#### [Problem to solve]
Search the material below for lines containing the string "loaded", and copy every one you find.

#### [Dataset records]
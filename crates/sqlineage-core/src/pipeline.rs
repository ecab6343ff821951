//! End-to-end lineage run: load, parse, extract, build

use std::path::{Path, PathBuf};

use tracing::{debug, info};

use crate::dialect::SqlDialect;
use crate::error::{Diagnostic, DiagnosticKind, LineageError};
use crate::export::LineageDocument;
use crate::extractor::extract_references;
use crate::graph::{GraphBuilder, LineageGraph};
use crate::loader::{load_dir, LoaderOptions, SqlSource};
use crate::parser::parse_source;

/// Options for a lineage run
#[derive(Debug, Clone, Default)]
pub struct PipelineOptions {
    pub dialect: SqlDialect,
    pub loader: LoaderOptions,
}

/// Outcome of a successful run: the graph plus every non-fatal condition
#[derive(Debug)]
pub struct LineageRun {
    pub graph: LineageGraph,
    pub diagnostics: Vec<Diagnostic>,
    /// Files that were read, in processing order
    pub files: Vec<PathBuf>,
    /// Non-empty statements seen across all files
    pub statements: usize,
}

impl LineageRun {
    pub fn document(&self) -> LineageDocument {
        LineageDocument::from_graph(&self.graph)
    }

    pub fn has_warnings(&self) -> bool {
        !self.diagnostics.is_empty()
    }

    pub fn diagnostics_of(&self, kind: DiagnosticKind) -> impl Iterator<Item = &Diagnostic> {
        self.diagnostics.iter().filter(move |d| d.kind == kind)
    }
}

/// Lineage pipeline over a directory of SQL files
#[derive(Debug, Clone, Default)]
pub struct Pipeline {
    options: PipelineOptions,
}

impl Pipeline {
    pub fn new(options: PipelineOptions) -> Self {
        Self { options }
    }

    /// Load every SQL file under `dir` and build its lineage graph.
    ///
    /// Only loader failures are fatal.
    pub fn run(&self, dir: &Path) -> Result<LineageRun, LineageError> {
        let sources = load_dir(dir, &self.options.loader)?;
        info!(dir = %dir.display(), files = sources.len(), dialect = %self.options.dialect, "loaded SQL sources");
        Ok(self.run_sources(&sources))
    }

    /// Build lineage from already loaded sources.
    ///
    /// All sources are parsed before the graph is assembled, since a view may
    /// reference another view defined in a later file.
    pub fn run_sources(&self, sources: &[SqlSource]) -> LineageRun {
        let mut diagnostics = Vec::new();
        let mut statements = 0;
        let mut definitions = Vec::new();

        for source in sources {
            let parsed = parse_source(source, self.options.dialect);
            debug!(
                file = %source.path.display(),
                statements = parsed.statements,
                definitions = parsed.definitions.len(),
                "parsed file"
            );
            statements += parsed.statements;
            diagnostics.extend(parsed.diagnostics);
            definitions.extend(parsed.definitions);
        }

        let mut builder = GraphBuilder::new();
        for parsed in &definitions {
            let definition = &parsed.definition;
            let references = extract_references(&definition.body);
            debug!(
                entity = %definition.name,
                upstream = references.len(),
                aliases = references.aliases().len(),
                "extracted references"
            );

            if !builder.define(&definition.name, definition.kind, references.tables()) {
                diagnostics.push(
                    Diagnostic::warning(
                        DiagnosticKind::DuplicateDefinition,
                        format!(
                            "'{}' is defined more than once; upstream sets are merged",
                            definition.name
                        ),
                    )
                    .with_source(&parsed.source)
                    .with_span(parsed.span)
                    .with_entities(vec![definition.name.key().to_string()]),
                );
            }
        }
        let graph = builder.build();

        for cycle in graph.cycles() {
            let mut path: Vec<&str> = cycle.clone();
            if let Some(&first) = cycle.first() {
                path.push(first);
            }
            diagnostics.push(
                Diagnostic::warning(
                    DiagnosticKind::CycleWarning,
                    format!("dependency cycle: {}", path.join(" -> ")),
                )
                .with_help("lineage is expected to be acyclic; check the view definitions involved")
                .with_entities(cycle.iter().map(|s| s.to_string()).collect()),
            );
        }

        if graph.is_empty() {
            diagnostics.push(
                Diagnostic::warning(
                    DiagnosticKind::EmptyResult,
                    format!(
                        "no entities extracted from {} file(s) and {} statement(s)",
                        sources.len(),
                        statements
                    ),
                )
                .with_help("only CREATE VIEW and CREATE TABLE ... AS statements define lineage"),
            );
        }

        for diag in &diagnostics {
            match &diag.source {
                Some(source) => debug!(code = diag.code(), file = %source.display(), "{}", diag.message),
                None => debug!(code = diag.code(), "{}", diag.message),
            }
        }
        info!(
            entities = graph.len(),
            edges = graph.edge_count(),
            warnings = diagnostics.len(),
            "built lineage graph"
        );

        LineageRun {
            graph,
            diagnostics,
            files: sources.iter().map(|s| s.path.clone()).collect(),
            statements,
        }
    }
}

#### [Solution to the problem]
        info!(dir = %dir.display(), files = sources.len(), dialect = %self.options.dialect, "loaded SQL sources");
    /// Build lineage from already loaded sources.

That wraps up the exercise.